26 juillet 1956 Nationalisation du Canal de Suez

 

L'Egypte a construit de ses mains un canal dont les capitaux lui échappent. A partir de  1859, les six chantiers ouverts pour ce projet pharaonique de 160 kilomètres de long, 54 mètres de largeur et 8 mètres de profondeur vont employer 1,5 millions d'Egyptiens dont 125 000 mourront de Choléra. Agrandi le canal fait maintenant 194 kilomètres et sa largeur moyenne a été portée à 345 mètre.

Le canal de Suez cristallise les tensions depuis cinq ans.En 1951, le premier ministre égyptien Moustapha el-Nahhas Pacha avait dénoncé le traité anglo-égyptien.

De plus , Washington, Londres et la Banque mondiale refusent d'accorder une aide financière à l’Égypte pour construire le barrage d'Assouan. Nasser aurait alors dit: Eh bien nous financerons le barrage avec les revenus du Canal

Le barrage est vital pour l'Egypte, car il permettra l'irrigation de 840 000 hectares et abritera une centrale hydroélectrique d'importance. Seulement son cout s'élève à 1, 3 milliards de dollars.

 

« Le Royaume-Uni refuse de quitter ses bases du canal et renforce ses effectifs à terre à 64 000 hommes au 31 décembre 1951.Des émeutes violentes, actes de guérillas, sabotage de la part des Frères musulmans, communistes et police égyptienne envers les Britanniques et la répression de ces derniers feront des centaines de morts dont 405 militaires britanniques jusqu'au 19 octobre 1954 . Le retrait militaire britannique s'acheva en juillet 1956 avec la fin de la crise du canal de Suez. »1

L’Égypte expulse tous les 'conseillers occidentaux' et place maintenant ses amitiés de l'autre côté du rideau de fer.Le barrage sera construit entre 1960 et 1970 grâce aux fonds soviétiques.

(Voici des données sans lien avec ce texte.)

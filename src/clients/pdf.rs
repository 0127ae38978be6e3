use std::path::Path;
use tokio::process::Command;

use crate::models::PageImage;

/// 渲染参数, 对齐扫描件常见的 A4 纸面
const RENDER_DPI: u32 = 220;
const RENDER_WIDTH: u32 = 1700;
const RENDER_HEIGHT: u32 = 2200;

/// PDF 渲染器: 调用 pdftoppm 把每页转成 PNG
#[derive(Debug, Clone, Default)]
pub struct PdfRasterizer;

impl PdfRasterizer {
    pub fn new() -> Self {
        Self
    }

    /// 渲染全部页面, 按页码升序返回 (页码从 1 开始)
    pub async fn render_pages(
        &self,
        pdf_bytes: &[u8],
    ) -> Result<Vec<PageImage>, Box<dyn std::error::Error + Send + Sync>> {
        tracing::info!("[PDF] 开始渲染, {} 字节", pdf_bytes.len());
        let work_dir = tempfile::tempdir()?;
        let pdf_path = work_dir.path().join("input.pdf");
        tokio::fs::write(&pdf_path, pdf_bytes).await?;

        let output = Command::new("pdftoppm")
            .arg("-png")
            .arg("-r")
            .arg(RENDER_DPI.to_string())
            .arg("-scale-to-x")
            .arg(RENDER_WIDTH.to_string())
            .arg("-scale-to-y")
            .arg(RENDER_HEIGHT.to_string())
            .arg(&pdf_path)
            .arg(work_dir.path().join("page"))
            .output()
            .await?;

        if !output.status.success() {
            let stderr = String::from_utf8_lossy(&output.stderr);
            return Err(format!("pdftoppm failed: {}", stderr.trim()).into());
        }

        let mut pages = collect_rendered_pages(work_dir.path()).await?;
        // pdftoppm 多页时会补零 (page-01.png), 按解析出的页码排序
        pages.sort_by_key(|p| p.page);

        if pages.is_empty() {
            return Err("PDF rendered no pages".into());
        }

        tracing::info!("[PDF] 渲染完成, {} 页", pages.len());
        Ok(pages)
    }
}

/// 收集工作目录里的 page-N.png 产物
async fn collect_rendered_pages(
    dir: &Path,
) -> Result<Vec<PageImage>, Box<dyn std::error::Error + Send + Sync>> {
    let mut pages = Vec::new();
    let mut entries = tokio::fs::read_dir(dir).await?;
    while let Some(entry) = entries.next_entry().await? {
        let name = entry.file_name();
        let Some(page) = parse_page_number(&name.to_string_lossy()) else {
            continue;
        };
        let data = tokio::fs::read(entry.path()).await?;
        pages.push(PageImage {
            page,
            mime_type: "image/png".to_string(),
            data,
        });
    }
    Ok(pages)
}

/// 从 page-N.png 文件名里取页码
fn parse_page_number(name: &str) -> Option<u32> {
    name.strip_prefix("page-")?
        .strip_suffix(".png")?
        .parse()
        .ok()
}
use axum::extract::DefaultBodyLimit;
use axum::{
    routing::{get, post},
    Router,
};
use invoice_ocr_rust::{
    api, AppConfig, ExtractionService, GeminiClient, PaddleClient, PdfRasterizer,
};
use std::sync::Arc;
use tower::ServiceBuilder;
use tower_http::cors::CorsLayer;
use tower_http::trace::TraceLayer;
use tracing::info;
use tracing_subscriber::fmt::time::ChronoLocal;

/// 上传体积上限: 扫描件 PDF 动辄几十 MB
const MAX_UPLOAD_BYTES: usize = 50 * 1024 * 1024;

#[tokio::main]
async fn main() -> Result<(), Box<dyn std::error::Error>> {
    // 初始化日志 - 使用本地时间格式 (类似Java格式)
    tracing_subscriber::fmt()
        .with_timer(ChronoLocal::new("%Y-%m-%d %H:%M:%S".to_string()))
        .with_target(true)
        .with_level(true)
        .init();

    // 加载配置 (密钥不进日志)
    let config = AppConfig::from_env();
    info!(
        "Starting server: paddle endpoint {:?}, gemini model {}",
        config.paddle.endpoint, config.gemini.model
    );

    // 创建提取服务, 两个客户端共用一个 HTTP 连接池
    let http = reqwest::Client::new();
    let service = Arc::new(ExtractionService::new(
        PdfRasterizer::new(),
        PaddleClient::new(http.clone(), &config.paddle),
        GeminiClient::new(http, &config.gemini),
    ));

    // 构建路由
    let app = Router::new()
        .route("/health", get(api::health_check))
        .route("/api/process", post(api::process_invoice))
        .with_state(service)
        .layer(
            ServiceBuilder::new()
                .layer(TraceLayer::new_for_http())
                .layer(CorsLayer::permissive())
                .layer(DefaultBodyLimit::max(MAX_UPLOAD_BYTES)),
        );

    // 启动服务器
    let addr = format!("{}:{}", config.server.host, config.server.port);
    info!("Server listening on {}", addr);
    info!("API Endpoints:");
    info!("  GET  /health       - Health check");
    info!("  POST /api/process  - Invoice PDF extraction");

    let listener = tokio::net::TcpListener::bind(&addr).await?;
    axum::serve(listener, app).await?;

    Ok(())
}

Le 26 juillet 1956, Nasser annonce à Alexandrie, lors du discours anniversaire de la destitution du Roi Farouk qu'il nationalise la compagnie du Canal de Suez. Le patrimoine du Canal appartient alors à la Compagnie Universelle maritime du Canal de Suez dont les principaux actionnaires sont les anglais et les français. Il transfère ce patrimoine à  la Suez Canal Autorithy avant le terme à échoir du bail de 99 ans dont l'issue était 1968.

 

« Pour que de Lesseps se désiste de certains avantages, l’Egypte a payé des dommages; l'Angleterre a acheté des actions du Canal pour quatre millions de livres.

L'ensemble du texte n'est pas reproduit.